SponsorUnited, a software-as-a-service platform that provides analytics on the sponsorship industry, closed a $35 million Series A funding round on Monday. The good news comes as many big-time advertisers are actually cutting back on their marketing efforts to meet the demand of recession-rattled consumers.
For the Love of the Game
In September, US ad spending was down 5% compared to the same time last year, continuing a four-month decline. Despite the likely harbinger of more economic pain to come, SponsorUnited managed to land a massive investment from growth firm Spectrum Equity at a valuation “north of” $100 million.
Bob Lynch told TechCrunch that while working as an executive for the Miami Dolphins he realized the sponsorship industry was complex and lacked transparency. He had questions like “who’s sponsoring who” and “how much should brands pay sponsors,” but the answers weren’t easy to find. Via SponsorUnited Lynch is proposing to create a “Bloomberg terminal of marketing partnerships” that will shine a light on the opaque world of sports and entertainment sponsorships.

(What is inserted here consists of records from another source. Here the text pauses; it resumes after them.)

use serde::{Deserialize, Serialize};

/// Dark/light selector applied against the active profile.
#[derive(Debug, Clone, Copy, PartialEq, Eq, Hash, Serialize, Deserialize, Default)]
#[serde(rename_all = "lowercase")]
pub enum ThemeMode {
    #[default]
    Dark,
    Light,
}

impl ThemeMode {
    pub fn as_str(&self) -> &'static str {
        match self {
            Self::Dark => "dark",
            Self::Light => "light",
        }
    }

    /// Parse a persisted value. Anything other than `dark`/`light` is rejected.
    pub fn parse(value: &str) -> Option<Self> {
        match value {
            "dark" => Some(Self::Dark),
            "light" => Some(Self::Light),
            _ => None,
        }
    }

    pub fn toggled(&self) -> Self {
        match self {
            Self::Dark => Self::Light,
            Self::Light => Self::Dark,
        }
    }

    pub fn is_dark(&self) -> bool {
        matches!(self, Self::Dark)
    }
}

/// Resolved colors for one mode of a profile.
#[derive(Debug, Clone, PartialEq, Eq, Serialize, Deserialize)]
pub struct ColorPalette {
    // Backgrounds
    pub bg_primary: String,
    pub bg_secondary: String,
    pub bg_tertiary: String,

    // Text
    pub text_primary: String,
    pub text_secondary: String,
    pub text_tertiary: String,

    // Accents
    pub accent_primary: String,
    pub accent_secondary: String,

    // Semantic
    pub success: String,
    pub warning: String,
    pub error: String,
    pub info: String,

    // Effects
    pub pattern_glow: String,
    pub shadow: String,
}

#[derive(Debug, Clone, PartialEq, Eq, Serialize, Deserialize)]
pub struct ProfileColors {
    pub dark: ColorPalette,
    pub light: ColorPalette,
}

impl ProfileColors {
    pub fn for_mode(&self, mode: ThemeMode) -> &ColorPalette {
        match mode {
            ThemeMode::Dark => &self.dark,
            ThemeMode::Light => &self.light,
        }
    }
}

#[derive(Debug, Clone, PartialEq, Eq, Serialize, Deserialize)]
pub struct TextStyle {
    pub font_size: String,
    pub line_height: String,
    pub font_weight: u16,
}

#[derive(Debug, Clone, PartialEq, Eq, Serialize, Deserialize)]
pub struct TypeScale {
    pub display: TextStyle,
    pub h1: TextStyle,
    pub h2: TextStyle,
    pub h3: TextStyle,
    pub body: TextStyle,
    pub small: TextStyle,
    pub tiny: TextStyle,
    pub code: TextStyle,
    pub code_small: TextStyle,
}

#[derive(Debug, Clone, PartialEq, Eq, Serialize, Deserialize)]
pub struct TypographyConfig {
    pub code_font: String,
    pub ui_font: String,
    pub scale: TypeScale,
}

#[derive(Debug, Clone, Copy, PartialEq, Eq, Serialize, Deserialize, Default)]
#[serde(rename_all = "lowercase")]
pub enum AnimationSpeed {
    Fast,
    #[default]
    Normal,
    Slow,
}

#[derive(Debug, Clone, PartialEq, Eq, Serialize, Deserialize)]
pub struct AnimationConfig {
    #[serde(default = "default_animations_enabled")]
    pub enabled: bool,
    #[serde(default)]
    pub speed: AnimationSpeed,
    #[serde(default)]
    pub reduced_motion: bool,
}

fn default_animations_enabled() -> bool {
    true
}

impl Default for AnimationConfig {
    fn default() -> Self {
        Self {
            enabled: default_animations_enabled(),
            speed: AnimationSpeed::default(),
            reduced_motion: false,
        }
    }
}

/// A named bundle of two palettes plus typography and animation settings.
///
/// Profiles are never edited in place; the theme store swaps them wholesale.
#[derive(Debug, Clone, PartialEq, Eq, Serialize, Deserialize)]
pub struct ThemeProfile {
    pub id: String,
    pub name: String,
    pub description: String,
    pub colors: ProfileColors,
    pub typography: TypographyConfig,
    #[serde(default)]
    pub animations: AnimationConfig,
}

impl ThemeProfile {
    pub fn palette(&self, mode: ThemeMode) -> &ColorPalette {
        self.colors.for_mode(mode)
    }
}
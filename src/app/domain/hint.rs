use serde::{Deserialize, Serialize};

/// Progressive disclosure stage, from a conceptual nudge to a near-solution.
#[derive(Debug, Clone, Copy, PartialEq, Eq, PartialOrd, Ord, Hash, Serialize, Deserialize)]
#[serde(try_from = "u8", into = "u8")]
pub enum HintLevel {
    Concept = 1,
    Approach = 2,
    Structure = 3,
    Solution = 4,
}

impl HintLevel {
    pub fn number(&self) -> u8 {
        *self as u8
    }

    pub fn title(&self) -> &'static str {
        match self {
            Self::Concept => "Concept",
            Self::Approach => "Approach",
            Self::Structure => "Structure",
            Self::Solution => "Solution",
        }
    }

    pub fn all() -> &'static [HintLevel] {
        &[Self::Concept, Self::Approach, Self::Structure, Self::Solution]
    }
}

impl TryFrom<u8> for HintLevel {
    type Error = String;

    fn try_from(value: u8) -> Result<Self, Self::Error> {
        match value {
            1 => Ok(Self::Concept),
            2 => Ok(Self::Approach),
            3 => Ok(Self::Structure),
            4 => Ok(Self::Solution),
            other => Err(format!("hint level must be 1-4, got {}", other)),
        }
    }
}

impl From<HintLevel> for u8 {
    fn from(level: HintLevel) -> Self {
        level.number()
    }
}

#[derive(Debug, Clone, PartialEq, Eq, Serialize, Deserialize)]
pub struct Hint {
    pub level: HintLevel,
    pub content: String,
    #[serde(default, skip_serializing_if = "Option::is_none")]
    pub code_snippet: Option<String>,
    #[serde(default, skip_serializing_if = "Option::is_none")]
    pub diagram: Option<String>,
    #[serde(default)]
    pub revealed: bool,
}

/// Ordered hints for one problem plus the reader's position in them.
///
/// `current_level` is 1-based and always within `[1, hints.len()]`
/// (it stays at 1 for an empty hint list).
#[derive(Debug, Clone, PartialEq, Eq, Serialize, Deserialize)]
#[serde(from = "SavedHintSystem")]
pub struct HintSystem {
    hints: Vec<Hint>,
    current_level: usize,
    #[serde(default, skip_serializing_if = "Option::is_none")]
    problem_id: Option<String>,
}

/// Wire shape of `HintSystem`; the level is clamped on the way in.
#[derive(Deserialize)]
struct SavedHintSystem {
    hints: Vec<Hint>,
    #[serde(default)]
    current_level: usize,
    #[serde(default)]
    problem_id: Option<String>,
}

impl From<SavedHintSystem> for HintSystem {
    fn from(saved: SavedHintSystem) -> Self {
        let max = saved.hints.len().max(1);
        Self {
            current_level: saved.current_level.clamp(1, max),
            hints: saved.hints,
            problem_id: saved.problem_id,
        }
    }
}

impl HintSystem {
    /// Opens at level 1 with the first hint revealed.
    pub fn new(hints: Vec<Hint>, problem_id: Option<String>) -> Self {
        let mut system = Self {
            hints,
            current_level: 1,
            problem_id,
        };
        system.reveal_current();
        system
    }

    pub fn hints(&self) -> &[Hint] {
        &self.hints
    }

    pub fn problem_id(&self) -> Option<&str> {
        self.problem_id.as_deref()
    }

    pub fn current_level(&self) -> usize {
        self.current_level
    }

    pub fn total_levels(&self) -> usize {
        self.hints.len()
    }

    pub fn current_hint(&self) -> Option<&Hint> {
        self.hints.get(self.current_level - 1)
    }

    pub fn can_go_next(&self) -> bool {
        self.current_level < self.hints.len()
    }

    pub fn can_go_previous(&self) -> bool {
        self.current_level > 1
    }

    /// Step forward one level. Returns false (and changes nothing) at the last level.
    pub fn next(&mut self) -> bool {
        if !self.can_go_next() {
            return false;
        }
        self.current_level += 1;
        self.reveal_current();
        true
    }

    /// Step back one level. Returns false (and changes nothing) at level 1.
    pub fn previous(&mut self) -> bool {
        if !self.can_go_previous() {
            return false;
        }
        self.current_level -= 1;
        true
    }

    /// Jump to `level`, clamped into `[1, total_levels]`.
    pub fn go_to(&mut self, level: usize) {
        let max = self.hints.len().max(1);
        self.current_level = level.clamp(1, max);
        self.reveal_current();
    }

    pub fn reveal_current(&mut self) {
        let idx = self.current_level - 1;
        if let Some(hint) = self.hints.get_mut(idx) {
            hint.revealed = true;
        }
    }

    pub fn revealed_count(&self) -> usize {
        self.hints.iter().filter(|h| h.revealed).count()
    }
}
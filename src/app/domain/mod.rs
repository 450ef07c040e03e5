//! Domain layer - plain data shared by the editor, the backend and the UI.
//!
//! - Theme profiles, palettes and typography
//! - Detected patterns and progressive hints
//! - Execution requests/results and complexity analysis

pub mod complexity;
pub mod execution;
pub mod hint;
pub mod pattern;
pub mod theme;

pub use complexity::{Complexity, ComplexityAnalysis, ComplexityBreakdown};
pub use execution::{ExecutionRequest, ExecutionResult, SupportedLanguage, TestCase, TestResult};
pub use hint::{Hint, HintLevel, HintSystem};
pub use pattern::{Pattern, PatternDetectionResult, PatternType};
pub use theme::{
    AnimationConfig, AnimationSpeed, ColorPalette, ProfileColors, TextStyle, ThemeMode,
    ThemeProfile, TypeScale, TypographyConfig,
};
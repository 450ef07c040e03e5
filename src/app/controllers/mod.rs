//! Controllers layer - orchestration between the editor, the backend and the UI.
//!
//! - `workbench` - host-view state and request bookkeeping

pub mod workbench;
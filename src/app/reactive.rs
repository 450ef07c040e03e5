//! Minimal observer primitives shared by the theme store and the editor adapter.
//!
//! Everything here is single-threaded (`Rc`/`RefCell`): state lives on the UI
//! thread and listeners run synchronously inside `emit`.

use std::cell::RefCell;
use std::rc::Rc;

type Listener<T> = Rc<RefCell<dyn FnMut(&T)>>;

struct Registry<T: ?Sized> {
    next_id: u64,
    entries: Vec<(u64, Listener<T>)>,
}

/// A list of callbacks that can be notified with a borrowed value.
///
/// Cloning yields another handle to the same list.
pub struct Subscribers<T: ?Sized> {
    registry: Rc<RefCell<Registry<T>>>,
}

impl<T: ?Sized + 'static> Subscribers<T> {
    pub fn new() -> Self {
        Self {
            registry: Rc::new(RefCell::new(Registry {
                next_id: 1,
                entries: Vec::new(),
            })),
        }
    }

    pub fn subscribe<F>(&self, callback: F) -> Subscription
    where
        F: FnMut(&T) + 'static,
    {
        let listener: Listener<T> = Rc::new(RefCell::new(callback));
        let id = {
            let mut registry = self.registry.borrow_mut();
            let id = registry.next_id;
            registry.next_id += 1;
            registry.entries.push((id, listener));
            id
        };

        let weak = Rc::downgrade(&self.registry);
        Subscription::new(move || {
            if let Some(registry) = weak.upgrade() {
                registry.borrow_mut().entries.retain(|(entry_id, _)| *entry_id != id);
            }
        })
    }

    /// Notify every listener registered at the time of the call, in
    /// registration order. A listener that is already running further up the
    /// stack is skipped instead of re-entered.
    pub fn emit(&self, value: &T) {
        let snapshot: Vec<Listener<T>> = self
            .registry
            .borrow()
            .entries
            .iter()
            .map(|(_, listener)| listener.clone())
            .collect();

        for listener in snapshot {
            match listener.try_borrow_mut() {
                Ok(mut callback) => callback(value),
                Err(_) => tracing::debug!("skipping re-entrant listener"),
            }
        }
    }

    pub fn len(&self) -> usize {
        self.registry.borrow().entries.len()
    }

    pub fn is_empty(&self) -> bool {
        self.len() == 0
    }

    /// Drop every listener. Outstanding `Subscription`s become inert.
    pub fn clear(&self) {
        self.registry.borrow_mut().entries.clear();
    }
}

impl<T: ?Sized + 'static> Default for Subscribers<T> {
    fn default() -> Self {
        Self::new()
    }
}

impl<T: ?Sized> Clone for Subscribers<T> {
    fn clone(&self) -> Self {
        Self {
            registry: self.registry.clone(),
        }
    }
}

/// Handle returned by `subscribe`. Dropping it detaches the listener.
#[must_use = "dropping a Subscription immediately unsubscribes"]
pub struct Subscription {
    detach: Option<Box<dyn FnOnce()>>,
}

impl Subscription {
    fn new(detach: impl FnOnce() + 'static) -> Self {
        Self {
            detach: Some(Box::new(detach)),
        }
    }

    pub fn unsubscribe(mut self) {
        if let Some(detach) = self.detach.take() {
            detach();
        }
    }
}

impl Drop for Subscription {
    fn drop(&mut self) {
        if let Some(detach) = self.detach.take() {
            detach();
        }
    }
}

impl std::fmt::Debug for Subscription {
    fn fmt(&self, f: &mut std::fmt::Formatter<'_>) -> std::fmt::Result {
        f.debug_struct("Subscription")
            .field("active", &self.detach.is_some())
            .finish()
    }
}

/// A value cell with change notification: `get`, `set`, `subscribe`.
///
/// Every `set` notifies, even when the new value equals the old one.
pub struct Observable<T> {
    value: RefCell<T>,
    subscribers: Subscribers<T>,
}

impl<T: Clone + 'static> Observable<T> {
    pub fn new(value: T) -> Self {
        Self {
            value: RefCell::new(value),
            subscribers: Subscribers::new(),
        }
    }

    pub fn get(&self) -> T {
        self.value.borrow().clone()
    }

    pub fn set(&self, value: T) {
        *self.value.borrow_mut() = value.clone();
        self.subscribers.emit(&value);
    }

    pub fn subscribe<F>(&self, callback: F) -> Subscription
    where
        F: FnMut(&T) + 'static,
    {
        self.subscribers.subscribe(callback)
    }
}

#[cfg(test)]
mod tests {
    use super::*;
    use std::cell::Cell;

    #[test]
    fn test_emit_reaches_all_listeners_in_order() {
        let subscribers: Subscribers<u32> = Subscribers::new();
        let seen = Rc::new(RefCell::new(Vec::new()));

        let a = seen.clone();
        let _first = subscribers.subscribe(move |v| a.borrow_mut().push(("first", *v)));
        let b = seen.clone();
        let _second = subscribers.subscribe(move |v| b.borrow_mut().push(("second", *v)));

        subscribers.emit(&7);
        assert_eq!(*seen.borrow(), vec![("first", 7), ("second", 7)]);
    }

    #[test]
    fn test_dropping_subscription_detaches() {
        let subscribers: Subscribers<u32> = Subscribers::new();
        let count = Rc::new(Cell::new(0));

        let c = count.clone();
        let sub = subscribers.subscribe(move |_| c.set(c.get() + 1));
        subscribers.emit(&1);
        drop(sub);
        subscribers.emit(&2);

        assert_eq!(count.get(), 1);
        assert!(subscribers.is_empty());
    }

    #[test]
    fn test_unsubscribe_after_registry_dropped_is_harmless() {
        let subscribers: Subscribers<str> = Subscribers::new();
        let sub = subscribers.subscribe(|_| {});
        drop(subscribers);
        sub.unsubscribe();
    }

    #[test]
    fn test_listener_may_subscribe_during_emit() {
        let subscribers: Subscribers<u32> = Subscribers::new();
        let late = Rc::new(RefCell::new(Vec::new()));

        let handle = subscribers.clone();
        let late_subs = late.clone();
        let _sub = subscribers.subscribe(move |_| {
            late_subs.borrow_mut().push(handle.subscribe(|_| {}));
        });

        subscribers.emit(&1);
        assert_eq!(subscribers.len(), 2);
    }

    #[test]
    fn test_observable_set_notifies_every_time() {
        let mode = Observable::new("dark");
        let calls = Rc::new(RefCell::new(Vec::new()));

        let c = calls.clone();
        let _sub = mode.subscribe(move |v| c.borrow_mut().push(*v));

        mode.set("light");
        mode.set("light");
        mode.set("dark");

        assert_eq!(mode.get(), "dark");
        assert_eq!(*calls.borrow(), vec!["light", "light", "dark"]);
    }

    #[test]
    fn test_observable_reads_inside_listener() {
        let counter = Rc::new(Observable::new(0u32));
        let observed = Rc::new(Cell::new(0));

        let inner = counter.clone();
        let o = observed.clone();
        let _sub = counter.subscribe(move |_| o.set(inner.get()));

        counter.set(5);
        assert_eq!(observed.get(), 5);
    }
}
/// A parsed color token. `alpha` is 0.0-1.0.
#[derive(Debug, Clone, Copy, PartialEq)]
pub struct Rgba {
    pub r: u8,
    pub g: u8,
    pub b: u8,
    pub alpha: f32,
}

impl Rgba {
    pub const fn opaque(r: u8, g: u8, b: u8) -> Self {
        Self { r, g, b, alpha: 1.0 }
    }

    /// Parse `#RGB`, `#RRGGBB`, `#RRGGBBAA`, `RRGGBB`, `rgb(r, g, b)` or
    /// `rgba(r, g, b, a)`.
    pub fn parse(token: &str) -> Option<Self> {
        let token = token.trim();
        if let Some(args) = token
            .strip_prefix("rgba(")
            .or_else(|| token.strip_prefix("rgb("))
        {
            return Self::parse_functional(args.strip_suffix(')')?);
        }
        Self::parse_hex(token.strip_prefix('#').unwrap_or(token))
    }

    fn parse_hex(hex: &str) -> Option<Self> {
        if !hex.chars().all(|c| c.is_ascii_hexdigit()) {
            return None;
        }
        let channel = |i: usize| u8::from_str_radix(&hex[i..i + 2], 16).ok();
        match hex.len() {
            3 => {
                let expand = |i: usize| u8::from_str_radix(&hex[i..i + 1], 16).ok().map(|v| v * 17);
                Some(Self::opaque(expand(0)?, expand(1)?, expand(2)?))
            }
            6 => Some(Self::opaque(channel(0)?, channel(2)?, channel(4)?)),
            8 => Some(Self {
                r: channel(0)?,
                g: channel(2)?,
                b: channel(4)?,
                alpha: f32::from(channel(6)?) / 255.0,
            }),
            _ => None,
        }
    }

    fn parse_functional(args: &str) -> Option<Self> {
        let parts: Vec<&str> = args.split(',').map(str::trim).collect();
        let (rgb, alpha) = match parts.as_slice() {
            [r, g, b] => ([*r, *g, *b], 1.0),
            [r, g, b, a] => ([*r, *g, *b], a.parse::<f32>().ok()?.clamp(0.0, 1.0)),
            _ => return None,
        };
        let [r, g, b] = rgb;
        Some(Self {
            r: r.parse().ok()?,
            g: g.parse().ok()?,
            b: b.parse().ok()?,
            alpha,
        })
    }

    /// Composite this color over an opaque background.
    pub fn over(&self, background: Rgba) -> Rgba {
        let mix = |fg: u8, bg: u8| {
            (f32::from(fg) * self.alpha + f32::from(bg) * (1.0 - self.alpha)).round() as u8
        };
        Rgba::opaque(
            mix(self.r, background.r),
            mix(self.g, background.g),
            mix(self.b, background.b),
        )
    }

    /// `RRGGBB` without the leading `#`.
    pub fn to_hex(&self) -> String {
        format!("{:02X}{:02X}{:02X}", self.r, self.g, self.b)
    }
}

And with the global sports sponsorship market expected to grow by $45 billion between now and 2026, the demand for SponsorUnited is likely to increase:
- All 30 MLB teams generated $1.2 billion in sponsorship revenue this past season, a 6% increase from 2021, and it’s expected to skyrocket next season. In an update that would have made George Steinbrenner drop his calzone, the league will allow advertising on jerseys and helmets starting next year, making athletes look more like NASCAR drivers than ballplayers.
- Coming out of the pandemic, the NBA also loosened its sponsorship rules, and now teams can sell ad space on the front of jerseys and basketball hoops, and can have 10 international sponsors, up from the previous three. For the 2021-2022 season, the league saw sponsorship climb 12.5% to $1.65 billion, representing about 20% of overall revenue.
Power Play: Sponsors of the World Cup in Qatar probably would prefer a little less transparency. A litany of human rights controversies wasn’t enough to keep most advertisers out of the event or change their marketing strategy. However, Lucozade, the British soda company that sponsors England’s soccer team, did remove their logos from the team’s water bottles for the duration of the tournament. Sip on that for a while, Gianni Infantino.